# System pump placement...



## Jklsr55 (Sep 8, 2010)

I am running a commercial job where due to a major goofup on behalf of the engineers my sq footage in the mechanical room was cut in half. I could make up some room piping the main system pumps before the air separator. Most systems pipe the air separator coming out of the boilers and then into the pumps. What issues am I looking at if I tried piping the pumps first?


----------



## rjbphd (Feb 5, 2010)

Jklsr55 said:


> I am running a commercial job where due to a major goofup on behalf of the engineers my sq footage in the mechanical room was cut in half. I could make up some room piping the main system pumps before the air separator. Most systems pipe the air separator coming out of the boilers and then into the pumps. What issues am I looking at if I tried piping the pumps first?


 Pump(s) are installed AFTER the PONPC and air seprator... get the book " Pumping away "


----------



## OldSchool (Jan 30, 2010)

The pump can not pump air.... You best bet is do it like it was intended .... Air separator first....

There an engineer ... Get him to redraw it now that he changed the room size...

Then ask for a change order and bill them extra for the changes


----------



## knuckles (Dec 16, 2011)

Also the make up water typically ties into the top of the air separator. This connection works best on the suction side of the pump as well as the expansion tank.


----------



## OldSchool (Jan 30, 2010)

knuckles said:


> Also the make up water typically ties into the top of the air separator. This connection works best on the suction side of the pump as well as the expansion tank.


^^^^ ???

Air vent on top .... Feed on bottom


----------



## Jklsr55 (Sep 8, 2010)

I am an avid "pumping awayer" and consider the book Pumping Away the biblical go to source for boilers/heating info. I was just running it up the flagpole to see what different opinions I would find. What I wasn't 100% sure of was what problems I would have if I was forced to go that route. I did come up with a solution that will allow me to pipe it correctly.


----------



## rjbphd (Feb 5, 2010)

knuckles said:


> Also the make up water typically ties into the top of the air separator. This connection works best on the suction side of the pump as well as the expansion tank.
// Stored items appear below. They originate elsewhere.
//! FavoriteCollection DTOs and migrations
//!
//! ## Version History
//! - **1.0.0**: Legacy browser layout. Four buckets of free-form items with
//!   `id` and `title`. Blobs written by the browser carry no `version` field.
//! - **1.1.0**: Items may carry `savedAt`, the time the snapshot was taken.
//!
//! Buckets are read item by item with the same normalization as new
//! favorites (numeric ids become strings, a null title counts as missing).
//! An item that still cannot be read is dropped with a warning; the rest of
//! the collection loads.

use chrono::{DateTime, Utc};
use serde::{Deserialize, Deserializer, Serialize};
use serde_json::{Map, Value};
use version_migrate::{FromDomain, IntoDomain, MigratesTo, Versioned};

use favs_core::favorite::{FavoriteCollection, FavoriteItem};

/// Version assumed for blobs that have no `version` field.
pub const LEGACY_FAVORITES_VERSION: &str = "1.0.0";

/// Entity name used with the migrator.
pub const FAVORITES_ENTITY: &str = "favorites";

// ============================================================================
// V1.0.0 (legacy)
// ============================================================================

/// Favorite item DTO V1.0.0
#[derive(Debug, Clone, Serialize, Deserialize)]
pub struct FavoriteItemV1_0_0 {
    pub id: String,
    #[serde(default)]
    pub title: String,
    #[serde(flatten)]
    pub attributes: Map<String, Value>,
}

/// Favorite collection DTO V1.0.0
#[derive(Debug, Clone, Serialize, Deserialize, Versioned)]
#[versioned(version = "1.0.0")]
pub struct FavoriteCollectionV1_0_0 {
    #[serde(default, deserialize_with = "lenient_items")]
    pub sessions: Vec<FavoriteItemV1_0_0>,
    #[serde(default, deserialize_with = "lenient_items")]
    pub products: Vec<FavoriteItemV1_0_0>,
    #[serde(default, deserialize_with = "lenient_items")]
    pub professionals: Vec<FavoriteItemV1_0_0>,
    #[serde(default, deserialize_with = "lenient_items")]
    pub events: Vec<FavoriteItemV1_0_0>,
}

// ============================================================================
// V1.1.0
// ============================================================================

/// Favorite item DTO V1.1.0
#[derive(Debug, Clone, Serialize, Deserialize)]
#[serde(rename_all = "camelCase")]
pub struct FavoriteItemV1_1_0 {
    pub id: String,
    #[serde(default)]
    pub title: String,
    /// Snapshot time
    #[serde(default, skip_serializing_if = "Option::is_none")]
    pub saved_at: Option<DateTime<Utc>>,
    #[serde(flatten)]
    pub attributes: Map<String, Value>,
}

/// Favorite collection DTO V1.1.0
#[derive(Debug, Clone, Serialize, Deserialize, Versioned)]
#[versioned(version = "1.1.0")]
pub struct FavoriteCollectionV1_1_0 {
    #[serde(default, deserialize_with = "lenient_items")]
    pub sessions: Vec<FavoriteItemV1_1_0>,
    #[serde(default, deserialize_with = "lenient_items")]
    pub products: Vec<FavoriteItemV1_1_0>,
    #[serde(default, deserialize_with = "lenient_items")]
    pub professionals: Vec<FavoriteItemV1_1_0>,
    #[serde(default, deserialize_with = "lenient_items")]
    pub events: Vec<FavoriteItemV1_1_0>,
}

// ============================================================================
// Lenient bucket reading
// ============================================================================

/// Reads a bucket item by item, dropping items that cannot be normalized.
///
/// A missing or null bucket reads as empty.
fn lenient_items<'de, D, T>(deserializer: D) -> Result<Vec<T>, D::Error>
where
    D: Deserializer<'de>,
    T: From<FavoriteItem>,
{
    let raw = Option::<Vec<Value>>::deserialize(deserializer)?.unwrap_or_default();

    Ok(raw
        .into_iter()
        .enumerate()
        .filter_map(|(index, value)| match FavoriteItem::normalize(value) {
            Ok(item) => Some(T::from(item)),
            Err(e) => {
                tracing::warn!(index, error = %e, "Dropping unreadable favorite item");
                None
            }
        })
        .collect())
}

impl From<FavoriteItem> for FavoriteItemV1_0_0 {
    fn from(item: FavoriteItem) -> Self {
        FavoriteItemV1_0_0 {
            id: item.id,
            title: item.title,
            attributes: item.attributes,
        }
    }
}

// ============================================================================
// Migration implementations
// ============================================================================

impl From<FavoriteItemV1_0_0> for FavoriteItemV1_1_0 {
    fn from(item: FavoriteItemV1_0_0) -> Self {
        FavoriteItemV1_1_0 {
            id: item.id,
            title: item.title,
            saved_at: None,
            attributes: item.attributes,
        }
    }
}

/// Migration from FavoriteCollectionV1_0_0 to FavoriteCollectionV1_1_0.
impl MigratesTo<FavoriteCollectionV1_1_0> for FavoriteCollectionV1_0_0 {
    fn migrate(self) -> FavoriteCollectionV1_1_0 {
        FavoriteCollectionV1_1_0 {
            sessions: self.sessions.into_iter().map(Into::into).collect(),
            products: self.products.into_iter().map(Into::into).collect(),
            professionals: self.professionals.into_iter().map(Into::into).collect(),
            events: self.events.into_iter().map(Into::into).collect(),
        }
    }
}

// ============================================================================
// Domain model conversions
// ============================================================================

impl From<FavoriteItemV1_1_0> for FavoriteItem {
    fn from(dto: FavoriteItemV1_1_0) -> Self {
        FavoriteItem {
            id: dto.id,
            title: dto.title,
            saved_at: dto.saved_at,
            attributes: dto.attributes,
        }
    }
}

impl From<FavoriteItem> for FavoriteItemV1_1_0 {
    fn from(item: FavoriteItem) -> Self {
        FavoriteItemV1_1_0 {
            id: item.id,
            title: item.title,
            saved_at: item.saved_at,
            attributes: item.attributes,
        }
    }
}

/// Convert FavoriteCollectionV1_1_0 DTO to domain model.
impl IntoDomain<FavoriteCollection> for FavoriteCollectionV1_1_0 {
    fn into_domain(self) -> FavoriteCollection {
        FavoriteCollection {
            sessions: self.sessions.into_iter().map(Into::into).collect(),
            products: self.products.into_iter().map(Into::into).collect(),
            professionals: self.professionals.into_iter().map(Into::into).collect(),
            events: self.events.into_iter().map(Into::into).collect(),
        }
    }
}

/// Convert domain model to FavoriteCollectionV1_1_0 DTO for persistence.
impl FromDomain<FavoriteCollection> for FavoriteCollectionV1_1_0 {
    fn from_domain(collection: FavoriteCollection) -> Self {
        FavoriteCollectionV1_1_0 {
            sessions: collection.sessions.into_iter().map(Into::into).collect(),
            products: collection.products.into_iter().map(Into::into).collect(),
            professionals: collection.professionals.into_iter().map(Into::into).collect(),
            events: collection.events.into_iter().map(Into::into).collect(),
        }
    }
}

// ============================================================================
// Legacy blob handling
// ============================================================================

/// Tags an unversioned blob as the legacy version so the migrator accepts it.
///
/// Non-object values are left untouched; the migrator rejects them.
pub fn assume_legacy_version(value: &mut Value) {
    if let Value::Object(fields) = value {
        fields
            .entry("version")
            .or_insert_with(|| Value::String(LEGACY_FAVORITES_VERSION.to_string()));
    }
}

// ============================================================================
// Migrator factory
// ============================================================================

/// Creates and configures a Migrator instance for FavoriteCollection entities.
///
/// # Migration Path
///
/// - V1.0.0 → V1.1.0: Adds optional `savedAt` to every item (None)
/// - V1.1.0 → FavoriteCollection: Converts DTO to domain model
///
/// # Example
///
/// ```ignore
/// let migrator = create_favorites_migrator();
/// let collection: FavoriteCollection = migrator.load_flat_from("favorites", json_value)?;
/// ```
pub fn create_favorites_migrator() -> version_migrate::Migrator {
    let mut migrator = version_migrate::Migrator::builder().build();

    // Register migration path: V1.0.0 -> V1.1.0 -> FavoriteCollection
    let favorites_path = version_migrate::Migrator::define(FAVORITES_ENTITY)
        .from::<FavoriteCollectionV1_0_0>()
        .step::<FavoriteCollectionV1_1_0>()
        .into_with_save::<FavoriteCollection>();

    migrator
        .register(favorites_path)
        .expect("Failed to register favorites migration path");

    migrator
}

#[cfg(test)]
mod tests {
    use super::*;
    use favs_core::favorite::Bucket;
    use serde_json::json;

    #[test]
    fn test_legacy_blob_migrates_to_domain() {
        let migrator = create_favorites_migrator();

        let mut value = json!({
            "sessions": [],
            "products": [{"id": "p1", "title": "Huile", "price": 100, "currency": "MAD"}],
            "professionals": [],
            "events": [{"id": "e1", "title": "Retreat", "date": "2026-11-02"}]
        });
        assume_legacy_version(&mut value);

        let result: Result<FavoriteCollection, _> =
            migrator.load_flat_from(FAVORITES_ENTITY, value);

        assert!(result.is_ok(), "Migration failed: {:?}", result.err());
        let collection = result.unwrap();
        assert_eq!(collection.count(Bucket::Products), 1);
        assert_eq!(collection.products[0].title, "Huile");
        assert_eq!(collection.products[0].attribute("price"), Some(&json!(100)));
        assert!(collection.products[0].saved_at.is_none());
        assert!(collection.contains(Bucket::Events, "e1"));
    }

    #[test]
    fn test_missing_buckets_default_to_empty() {
        let migrator = create_favorites_migrator();

        let mut value = json!({"products": [{"id": "p1", "title": "Huile"}]});
        assume_legacy_version(&mut value);

        let collection: FavoriteCollection =
            migrator.load_flat_from(FAVORITES_ENTITY, value).unwrap();
        assert_eq!(collection.total_count(), 1);
        assert!(collection.sessions.is_empty());
    }

    #[test]
    fn test_assume_legacy_version_keeps_existing_version() {
        let mut value = json!({"version": "1.1.0", "sessions": []});
        assume_legacy_version(&mut value);
        assert_eq!(value["version"], json!("1.1.0"));

        let mut untagged = json!({"sessions": []});
        assume_legacy_version(&mut untagged);
        assert_eq!(untagged["version"], json!(LEGACY_FAVORITES_VERSION));
    }

    #[test]
    fn test_save_writes_current_version() {
        let migrator = create_favorites_migrator();

        let mut collection = FavoriteCollection::new();
        collection.toggle(
            Bucket::Sessions,
            FavoriteItem::new("s1", "Yoga")
                .with_saved_at("2026-10-18T09:00:00Z".parse().unwrap()),
        );

        let json_str = migrator
            .save_domain_flat(FAVORITES_ENTITY, &collection)
            .unwrap();

        assert!(json_str.contains("\"version\":\"1.1.0\""));
        assert!(json_str.contains("\"savedAt\""));

        let value: Value = serde_json::from_str(&json_str).unwrap();
        let restored: FavoriteCollection =
            migrator.load_flat_from(FAVORITES_ENTITY, value).unwrap();
        assert_eq!(restored, collection);
    }

    #[test]
    fn test_legacy_blob_with_mixed_items_keeps_readable_ones() {
        let migrator = create_favorites_migrator();

        let mut value = json!({
            "products": [
                {"id": "p1", "title": "Huile", "price": 100},
                {"id": 42, "title": "Savon"},
                {"id": "p2", "title": null, "name": "Argan"},
                {"title": "no id at all"},
                "not an item"
            ],
            "events": null
        });
        assume_legacy_version(&mut value);

        let collection: FavoriteCollection =
            migrator.load_flat_from(FAVORITES_ENTITY, value).unwrap();

        let ids: Vec<&str> = collection
            .products
            .iter()
            .map(|item| item.id.as_str())
            .collect();
        assert_eq!(ids, vec!["p1", "42", "p2"]);
        assert_eq!(collection.products[1].title, "Savon");
        assert_eq!(collection.products[2].title, "Argan");
        assert_eq!(collection.products[0].attribute("price"), Some(&json!(100)));
        assert!(collection.events.is_empty());
    }

    #[test]
    fn test_current_blob_with_numeric_id_loads() {
        let migrator = create_favorites_migrator();

        let value = json!({
            "version": "1.1.0",
            "sessions": [{"id": 7, "title": "Yoga", "savedAt": "2026-10-18T09:00:00Z"}]
        });

        let collection: FavoriteCollection =
            migrator.load_flat_from(FAVORITES_ENTITY, value).unwrap();
        assert_eq!(collection.sessions[0].id, "7");
        assert!(collection.sessions[0].saved_at.is_some());
    }
}
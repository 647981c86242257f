//! Favorites repository over a key-value store.
//!
//! Each identity's collection is one versioned JSON blob stored under
//! `favorites_<partition>`. Blobs written by the browser client carry no
//! version and are read as the legacy schema.

use favs_core::error::{FavsError, Result};
use favs_core::favorite::{FavoriteCollection, FavoritesRepository, Identity};
use favs_core::storage::KeyValueStore;
use std::sync::Arc;
use version_migrate::Migrator;

use crate::dto::{FAVORITES_ENTITY, assume_legacy_version, create_favorites_migrator};

/// Key-value backed favorites repository with version migration support.
pub struct KeyValueFavoritesRepository {
    store: Arc<dyn KeyValueStore>,
    migrator: Migrator,
}

impl KeyValueFavoritesRepository {
    pub fn new(store: Arc<dyn KeyValueStore>) -> Self {
        Self {
            store,
            migrator: create_favorites_migrator(),
        }
    }

    /// Parses and migrates one raw blob.
    fn decode(&self, raw: &str) -> Result<FavoriteCollection> {
        let mut value: serde_json::Value = serde_json::from_str(raw)?;
        assume_legacy_version(&mut value);

        self.migrator
            .load_flat_from(FAVORITES_ENTITY, value)
            .map_err(FavsError::from)
    }
}

impl FavoritesRepository for KeyValueFavoritesRepository {
    fn load(&self, identity: &Identity) -> Result<Option<FavoriteCollection>> {
        let key = identity.storage_key();
        let Some(raw) = self.store.get_item(&key)? else {
            tracing::debug!(%key, "No persisted favorites");
            return Ok(None);
        };

        let collection = self.decode(&raw)?;
        tracing::debug!(%key, total = collection.total_count(), "Loaded favorites");
        Ok(Some(collection))
    }

    fn save(&self, identity: &Identity, collection: &FavoriteCollection) -> Result<()> {
        let key = identity.storage_key();

        // Serialize using migrator (includes version info)
        let serialized = self
            .migrator
            .save_domain_flat(FAVORITES_ENTITY, collection)
            .map_err(|e| FavsError::Serialization {
                format: "JSON".to_string(),
                message: format!("Failed to serialize favorites: {}", e),
            })?;

        self.store.set_item(&key, &serialized)?;
        tracing::debug!(%key, total = collection.total_count(), "Saved favorites");
        Ok(())
    }
}
//! Runtime configuration domain model.

use serde::{Deserialize, Serialize};
use std::path::PathBuf;
use strum::{Display, EnumString};
use version_migrate::DeriveQueryable as Queryable;

/// Which key-value backend holds the durable favorites.
#[derive(Debug, Clone, Copy, PartialEq, Eq, Default, Serialize, Deserialize, Display, EnumString)]
#[serde(rename_all = "lowercase")]
#[strum(serialize_all = "lowercase")]
pub enum StorageBackend {
    /// One file per key under the storage directory.
    #[default]
    File,
    /// Process memory only; nothing survives a restart.
    Memory,
}

/// Storage settings.
#[derive(Debug, Clone, PartialEq, Eq, Default, Serialize, Deserialize)]
pub struct StorageSettings {
    #[serde(default)]
    pub backend: StorageBackend,
    /// Overrides the default data directory (`~/.local/share/favs/storage`).
    #[serde(default, skip_serializing_if = "Option::is_none")]
    pub directory: Option<PathBuf>,
}

/// Notification settings.
#[derive(Debug, Clone, PartialEq, Eq, Serialize, Deserialize)]
pub struct NotificationSettings {
    /// When false, add/remove/clear notices are not emitted.
    #[serde(default = "default_true")]
    pub enabled: bool,
}

impl Default for NotificationSettings {
    fn default() -> Self {
        Self { enabled: true }
    }
}

/// Logging settings.
#[derive(Debug, Clone, PartialEq, Eq, Serialize, Deserialize)]
pub struct LogSettings {
    /// Filter directive used when `RUST_LOG` is not set.
    #[serde(default = "default_log_level")]
    pub level: String,
}

impl Default for LogSettings {
    fn default() -> Self {
        Self {
            level: default_log_level(),
        }
    }
}

fn default_true() -> bool {
    true
}

fn default_log_level() -> String {
    "warn".to_string()
}

/// Root configuration, persisted in `config.toml`.
#[derive(Debug, Clone, PartialEq, Eq, Default, Serialize, Deserialize, Queryable)]
#[queryable(entity = "config")]
pub struct FavsConfig {
    #[serde(default)]
    pub storage: StorageSettings,
    #[serde(default)]
    pub notifications: NotificationSettings,
    #[serde(default)]
    pub log: LogSettings,
}

#[cfg(test)]
mod tests {
    use super::*;
    use std::str::FromStr;

    #[test]
    fn test_default_config() {
        let config = FavsConfig::default();
        assert_eq!(config.storage.backend, StorageBackend::File);
        assert!(config.storage.directory.is_none());
        assert!(config.notifications.enabled);
        assert_eq!(config.log.level, "warn");
    }

    #[test]
    fn test_partial_toml_uses_defaults() {
        let config: FavsConfig = toml::from_str(
            r#"
[storage]
backend = "memory"
"#,
        )
        .unwrap();

        assert_eq!(config.storage.backend, StorageBackend::Memory);
        assert!(config.notifications.enabled);
        assert_eq!(config.log.level, "warn");
    }

    #[test]
    fn test_backend_from_str() {
        assert_eq!(StorageBackend::from_str("file").unwrap(), StorageBackend::File);
        assert_eq!(StorageBackend::from_str("memory").unwrap(), StorageBackend::Memory);
    }
}
//! Notifier implementations.

use favs_core::notice::{Notice, NoticeLevel, Notifier};
use tokio::sync::mpsc;

/// Notifier that writes every notice to the tracing log.
#[derive(Debug, Clone, Copy, Default)]
pub struct TracingNotifier;

impl Notifier for TracingNotifier {
    fn notify(&self, notice: Notice) {
        match notice.level {
            NoticeLevel::Error => tracing::warn!(target: "favs::notice", "{}", notice.message),
            NoticeLevel::Success | NoticeLevel::Info => {
                tracing::info!(target: "favs::notice", "{}", notice.message)
            }
        }
    }
}

/// Notifier that forwards notices to a channel, e.g. a UI toast queue.
pub struct ChannelNotifier {
    sender: mpsc::UnboundedSender<Notice>,
}

impl ChannelNotifier {
    /// Create a notifier with the given channel sender
    pub fn new(sender: mpsc::UnboundedSender<Notice>) -> Self {
        Self { sender }
    }

    /// Creates a notifier together with the receiving end of its channel.
    pub fn channel() -> (Self, mpsc::UnboundedReceiver<Notice>) {
        let (sender, receiver) = mpsc::unbounded_channel();
        (Self::new(sender), receiver)
    }
}

impl Notifier for ChannelNotifier {
    fn notify(&self, notice: Notice) {
        // Non-blocking send - if the receiver is dropped, we just skip
        let _ = self.sender.send(notice);
    }
}

#[cfg(test)]
mod tests {
    use super::*;
    use std::sync::{Arc, Mutex};

    #[test]
    fn test_channel_notifier_delivers_in_order() {
        let (notifier, mut receiver) = ChannelNotifier::channel();
        notifier.notify(Notice::success("added"));
        notifier.notify(Notice::error("login required"));

        assert_eq!(receiver.try_recv().unwrap(), Notice::success("added"));
        assert_eq!(receiver.try_recv().unwrap(), Notice::error("login required"));
        assert!(receiver.try_recv().is_err());
    }

    #[derive(Clone, Default)]
    struct CapturedLog(Arc<Mutex<Vec<u8>>>);

    impl CapturedLog {
        fn contents(&self) -> String {
            String::from_utf8_lossy(&self.0.lock().unwrap()).into_owned()
        }
    }

    impl std::io::Write for CapturedLog {
        fn write(&mut self, buf: &[u8]) -> std::io::Result<usize> {
            self.0.lock().unwrap().extend_from_slice(buf);
            Ok(buf.len())
        }

        fn flush(&mut self) -> std::io::Result<()> {
            Ok(())
        }
    }

    #[test]
    fn test_tracing_notifier_logs_by_level() {
        let log = CapturedLog::default();
        let writer = log.clone();
        let subscriber = tracing_subscriber::fmt()
            .with_writer(move || writer.clone())
            .with_ansi(false)
            .with_max_level(tracing::Level::INFO)
            .finish();

        tracing::subscriber::with_default(subscriber, || {
            TracingNotifier.notify(Notice::success("\"Huile\" added to favorites"));
            TracingNotifier.notify(Notice::error("Please log in to manage your favorites"));
        });

        let output = log.contents();
        let added = output
            .lines()
            .find(|line| line.contains("added to favorites"))
            .unwrap();
        assert!(added.contains("INFO"));
        assert!(added.contains("favs::notice"));
        let rejected = output
            .lines()
            .find(|line| line.contains("Please log in"))
            .unwrap();
        assert!(rejected.contains("WARN"));
    }

    #[test]
    fn test_channel_notifier_ignores_dropped_receiver() {
        let (notifier, receiver) = ChannelNotifier::channel();
        drop(receiver);
        notifier.notify(Notice::info("nobody listens"));
    }
}
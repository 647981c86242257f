use anyhow::{Context, Result, bail};
use favs_application::{FavoritesStore, ToggleOutcome};
use favs_core::favorite::Bucket;
use serde_json::{Map, Value};
use std::io::Read;

/// Builds the entity from `--json` (or stdin for `-`), or from `--id`/`--title`.
pub fn read_entity(json: Option<&str>, id: Option<String>, title: Option<String>) -> Result<Value> {
    if let Some(json) = json {
        let text = if json == "-" {
            let mut buffer = String::new();
            std::io::stdin()
                .read_to_string(&mut buffer)
                .context("Failed to read entity from stdin")?;
            buffer
        } else {
            json.to_string()
        };
        return serde_json::from_str(&text).context("Entity is not valid JSON");
    }

    let Some(id) = id else {
        bail!("Provide the entity with --json or --id");
    };
    let mut fields = Map::new();
    fields.insert("id".to_string(), Value::String(id));
    if let Some(title) = title {
        fields.insert("title".to_string(), Value::String(title));
    }
    Ok(Value::Object(fields))
}

/// Toggles `entity` in `bucket`; the caller decides what a rejection means.
pub fn run(store: &FavoritesStore, bucket: Bucket, entity: &Value, raw: bool) -> ToggleOutcome {
    let outcome = if raw {
        store.toggle_entity(bucket, entity)
    } else {
        match bucket {
            Bucket::Sessions => store.toggle_session_favorite(entity),
            Bucket::Products => store.toggle_product_favorite(entity),
            Bucket::Professionals => store.toggle_professional_favorite(entity),
            Bucket::Events => store.toggle_event_favorite(entity),
        }
    };
    tracing::debug!(%bucket, ?outcome, "Toggle finished");
    outcome
}

#[cfg(test)]
mod tests {
    use super::*;
    use favs_application::testing::RecordingNotifier;
    use favs_core::favorite::Identity;
    use favs_infrastructure::{InMemoryKeyValueStore, KeyValueFavoritesRepository};
    use serde_json::json;
    use std::sync::Arc;

    fn memory_store() -> FavoritesStore {
        let repository =
            KeyValueFavoritesRepository::new(Arc::new(InMemoryKeyValueStore::new()));
        FavoritesStore::new(Arc::new(repository), Arc::new(RecordingNotifier::new()))
    }

    #[test]
    fn test_rejected_toggle_is_returned() {
        let store = memory_store();
        let entity = json!({"id": "e1", "title": "Retreat"});

        assert_eq!(
            run(&store, Bucket::Events, &entity, false),
            ToggleOutcome::Rejected
        );

        store.sign_in(Identity::User("u1".to_string()));
        assert_eq!(
            run(&store, Bucket::Events, &entity, false),
            ToggleOutcome::Added
        );
        assert_eq!(
            run(&store, Bucket::Events, &entity, true),
            ToggleOutcome::Removed
        );
    }

    #[test]
    fn test_entity_from_flags() {
        let entity = read_entity(None, Some("p1".to_string()), Some("Huile".to_string())).unwrap();
        assert_eq!(entity, json!({"id": "p1", "title": "Huile"}));
    }

    #[test]
    fn test_entity_from_json() {
        let entity = read_entity(Some(r#"{"_id": "e1", "date": "2026-11-02"}"#), None, None).unwrap();
        assert_eq!(entity["_id"], json!("e1"));
    }

    #[test]
    fn test_entity_requires_id() {
        assert!(read_entity(None, None, Some("Huile".to_string())).is_err());
        assert!(read_entity(Some("{oops"), None, None).is_err());
    }
}
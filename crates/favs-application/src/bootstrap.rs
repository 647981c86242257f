//! Wiring of a [`FavoritesStore`] from configuration.

use crate::favorites_store::FavoritesStore;
use favs_core::config::FavsConfig;
use favs_core::error::Result;
use favs_core::notice::{NoopNotifier, Notifier};
use favs_infrastructure::{KeyValueFavoritesRepository, open_store};
use std::sync::Arc;

/// Builds an unauthenticated store over the configured storage backend.
///
/// `notifier` receives the store's notices unless notifications are
/// disabled in `config`, in which case they are dropped.
pub fn build_store(config: &FavsConfig, notifier: Arc<dyn Notifier>) -> Result<FavoritesStore> {
    let store = open_store(config)?;
    let repository = Arc::new(KeyValueFavoritesRepository::new(store));

    let notifier: Arc<dyn Notifier> = if config.notifications.enabled {
        notifier
    } else {
        tracing::debug!("Notifications disabled");
        Arc::new(NoopNotifier)
    };

    Ok(FavoritesStore::new(repository, notifier))
}

#[cfg(test)]
mod tests {
    use super::*;
    use crate::testing::RecordingNotifier;
    use favs_core::config::StorageBackend;
    use favs_core::favorite::{Bucket, FavoriteItem, Identity};
    use tempfile::TempDir;

    #[test]
    fn test_build_file_backed_store() {
        let temp_dir = TempDir::new().unwrap();
        let mut config = FavsConfig::default();
        config.storage.directory = Some(temp_dir.path().to_path_buf());

        let store = build_store(&config, Arc::new(RecordingNotifier::new())).unwrap();
        store.sign_in(Identity::User("u1".to_string()));
        store.toggle(Bucket::Products, FavoriteItem::new("p1", "Huile"));

        assert!(temp_dir.path().join("favorites_u1.json").exists());
    }

    #[test]
    fn test_disabled_notifications_are_dropped() {
        let mut config = FavsConfig::default();
        config.storage.backend = StorageBackend::Memory;
        config.notifications.enabled = false;

        let notifier = Arc::new(RecordingNotifier::new());
        let store = build_store(&config, notifier.clone()).unwrap();
        store.toggle(Bucket::Events, FavoriteItem::new("e1", "Retreat"));

        assert!(notifier.notices().is_empty());
    }
}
Wtf??? Ya reading the diagram upsidedown???


----------



## rjbphd (Feb 5, 2010)

Jklsr55 said:


> I am an avid "pumping awayer" and consider the book Pumping Away the biblical go to source for boilers/heating info. I was just running it up the flagpole to see what different opinions I would find. What I wasn't 100% sure of was what problems I would have if I was forced to go that route. I did come up with a solution that will allow me to pipe it correctly.


 Show some pictures... and get the book which it will makes you smarter than most ' furance' engineers.


----------



## Jklsr55 (Sep 8, 2010)

rjbphd said:


> pump(s) are installed after the ponpc and air seprator... Get the book " pumping away "


ponpc??


----------



## rjbphd (Feb 5, 2010)

Jklsr55 said:


> ponpc??


 Get the book and you'll know all about PONPC ( point of no pressure change).


----------



## OldSchool (Jan 30, 2010)

rjbphd said:


> Get the book and you'll know all about PONPC ( point of no pressure change).


Nice little term but however the pump is the point of pressure change


----------



## knuckles (Dec 16, 2011)

OldSchool said:


> ^^^^ ???
> 
> Air vent on top .... Feed on bottom


 
We must be talking about different air separators...

Your talking about air scoops or maybe the smaller inline separators.

I was thinking a large heating system with something like a B&G air separator.
http://completewatersystems.com/wp-content/uploads/2011/03/576.pdf

This model is the one i install most on larger systems. Water flows from top to bottom through the separator. If you tie the make up water in the bottom it will not have the ability to remove the air.

Any way, the separator typically is installed before the pump. But can be anywhere and still function. As long as it is near the source of makeup water.


----------